# I\'m free! I\'m free!



## Mouse (May 23, 2007)

I'm officially "free"


as free as an american can be.


I'm off probation and have no more legal troubles. yippie!


----------



## Mady (May 23, 2007)

And I just quit school! Were all free!

DANCE PARTY!


----------



## Mouse (May 23, 2007)

*dances*

I'm gonna rock out this weekend w/ my best buddy to celebrate. life is good!


----------



## xmattx (May 23, 2007)

congratulations!


----------



## CaseyCatastrophe (May 23, 2007)

I just graduated. I'm free, too!

I second the motion for a dance party. Mhmm. B)


----------



## iago (May 23, 2007)

i just graduated too and quit my job and i can dance!


----------



## blackmatter (May 23, 2007)

im still tied down to school but im leaving for the summer (hops skips and jumps)


----------



## Oksu (May 23, 2007)

I just graduated as well. I can't wait to actually begin my life.


----------



## Mady (May 23, 2007)

Wow everyones free! Ill take a swig of this smoothie to that! (rasberry smoothie... ::drools: i leave for andventure on friday! everyone should come to philidalphia and see kill the man who questions, caustic christ, and world inferno friendship society, and RAMBO on saturday! I think matt is gonna be there!


----------



## Cush (May 23, 2007)

that show is sunday. i'll be there. if you see me say hello! and mattpist, is it true you'll be there? because i definatly want to meet you.


----------



## xmattx (May 23, 2007)

i'll definitely be at the kill the man who questions show. theres hls demos all weekend if anyone is interested.


----------



## bakerdoo (May 23, 2007)

This is such a nice thread. I FEEL free also, i sold my car that had been parked for 2 years and am living in the woods in Juneau, AK. Tonight will be my 3rd night out there.
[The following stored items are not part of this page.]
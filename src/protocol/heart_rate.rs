//! Heart Rate Measurement parsing.
//!
//! Decodes notifications from the Heart Rate Measurement characteristic
//! (`0x2A37`). Only the flags byte and the heart-rate value are read.

use crate::error::{Error, Result};

/// Width of the heart-rate value, selected by bit 0 of the flags byte.
#[derive(Debug, Clone, Copy, PartialEq, Eq, Hash)]
#[cfg_attr(feature = "serde", derive(serde::Serialize, serde::Deserialize))]
pub enum ValueFormat {
    /// Unsigned 8-bit value.
    Uint8,
    /// Unsigned 16-bit little-endian value.
    Uint16,
}

impl ValueFormat {
    /// Flags bit selecting the 16-bit format.
    pub const FLAG_UINT16: u8 = 0x01;

    /// Derive the format from the flags byte.
    pub fn from_flags(flags: u8) -> Self {
        if flags & Self::FLAG_UINT16 != 0 {
            Self::Uint16
        } else {
            Self::Uint8
        }
    }

    /// Number of bytes the value occupies.
    pub fn width(&self) -> usize {
        match self {
            Self::Uint8 => 1,
            Self::Uint16 => 2,
        }
    }
}

/// A decoded heart-rate measurement.
#[derive(Debug, Clone, Copy, PartialEq, Eq, Hash)]
#[cfg_attr(feature = "serde", derive(serde::Serialize, serde::Deserialize))]
pub struct HeartRateMeasurement {
    /// Heart rate in beats per minute.
    pub value: u16,
    /// Encoding the value was read with.
    pub format: ValueFormat,
}

impl HeartRateMeasurement {
    /// Offset of the heart-rate value in the payload.
    const VALUE_OFFSET: usize = 1;

    /// Parse a measurement from notification data.
    ///
    /// Layout:
    /// - Byte 0: Flags (bit 0: 0 = u8 value, 1 = u16 value)
    /// - Byte 1 (or bytes 1-2, little-endian): Heart rate value
    ///
    /// Trailing fields (energy expended, RR intervals) are ignored.
    pub fn parse(data: &[u8]) -> Result<Self> {
        let flags = *data.first().ok_or_else(|| Error::InvalidData {
            context: "Heart rate measurement is empty".to_string(),
        })?;

        let format = ValueFormat::from_flags(flags);
        let end = Self::VALUE_OFFSET + format.width();

        let bytes = data
            .get(Self::VALUE_OFFSET..end)
            .ok_or_else(|| Error::InvalidData {
                context: format!(
                    "Heart rate measurement too short: {} bytes (need at least {})",
                    data.len(),
                    end
                ),
            })?;

        let value = match format {
            ValueFormat::Uint8 => u16::from(bytes[0]),
            ValueFormat::Uint16 => u16::from_le_bytes([bytes[0], bytes[1]]),
        };

        Ok(Self { value, format })
    }
}

/// Decode the heart-rate value from a measurement payload.
///
/// # Example
///
/// ```
/// use heartlink_ble::decode;
///
/// assert_eq!(decode(&[0x00, 50]).unwrap(), 50);
/// assert_eq!(decode(&[0x01, 0x64, 0x00]).unwrap(), 100);
/// ```
pub fn decode(payload: &[u8]) -> Result<u16> {
    HeartRateMeasurement::parse(payload).map(|m| m.value)
}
Cheers everyone


----------



## Mady (May 23, 2007)

Holy fucks im so glad to see other people will be there. Cush you better find me! Ill be rockin a black bandana, some corderoy brown ladies pants, and a ghost mice shirt! If you dont say hi im gonna be real upset! Matt said he couldnt get a ticket but hed listen outside(we should sneak him in!)


----------



## Matt Derrick (May 25, 2007)

haha that would be awesome... ill be the dorky guy in a witch hunt tshirt and camo army cargo shorts... and im bald


----------



## Cush (May 26, 2007)

i'll be the overly bearded jewish kid wearing nothing but short shorts, making a fool of himself. and i plan on meeting both of you!


----------



## Cush (May 26, 2007)

oh and my last day of work was today so...
I'M FREE I'M FREE I'M FREE!


----------



## Mouse (May 30, 2007)

happy joyfull topics rule!


I was have a really crappy week but last night my good friend from RVA called me, who I had majorly lost touch with and missed. and just a min ago my other good friend from Fla called me to say hello. 

people I miss giveing my phone calls randomly makes me so happy.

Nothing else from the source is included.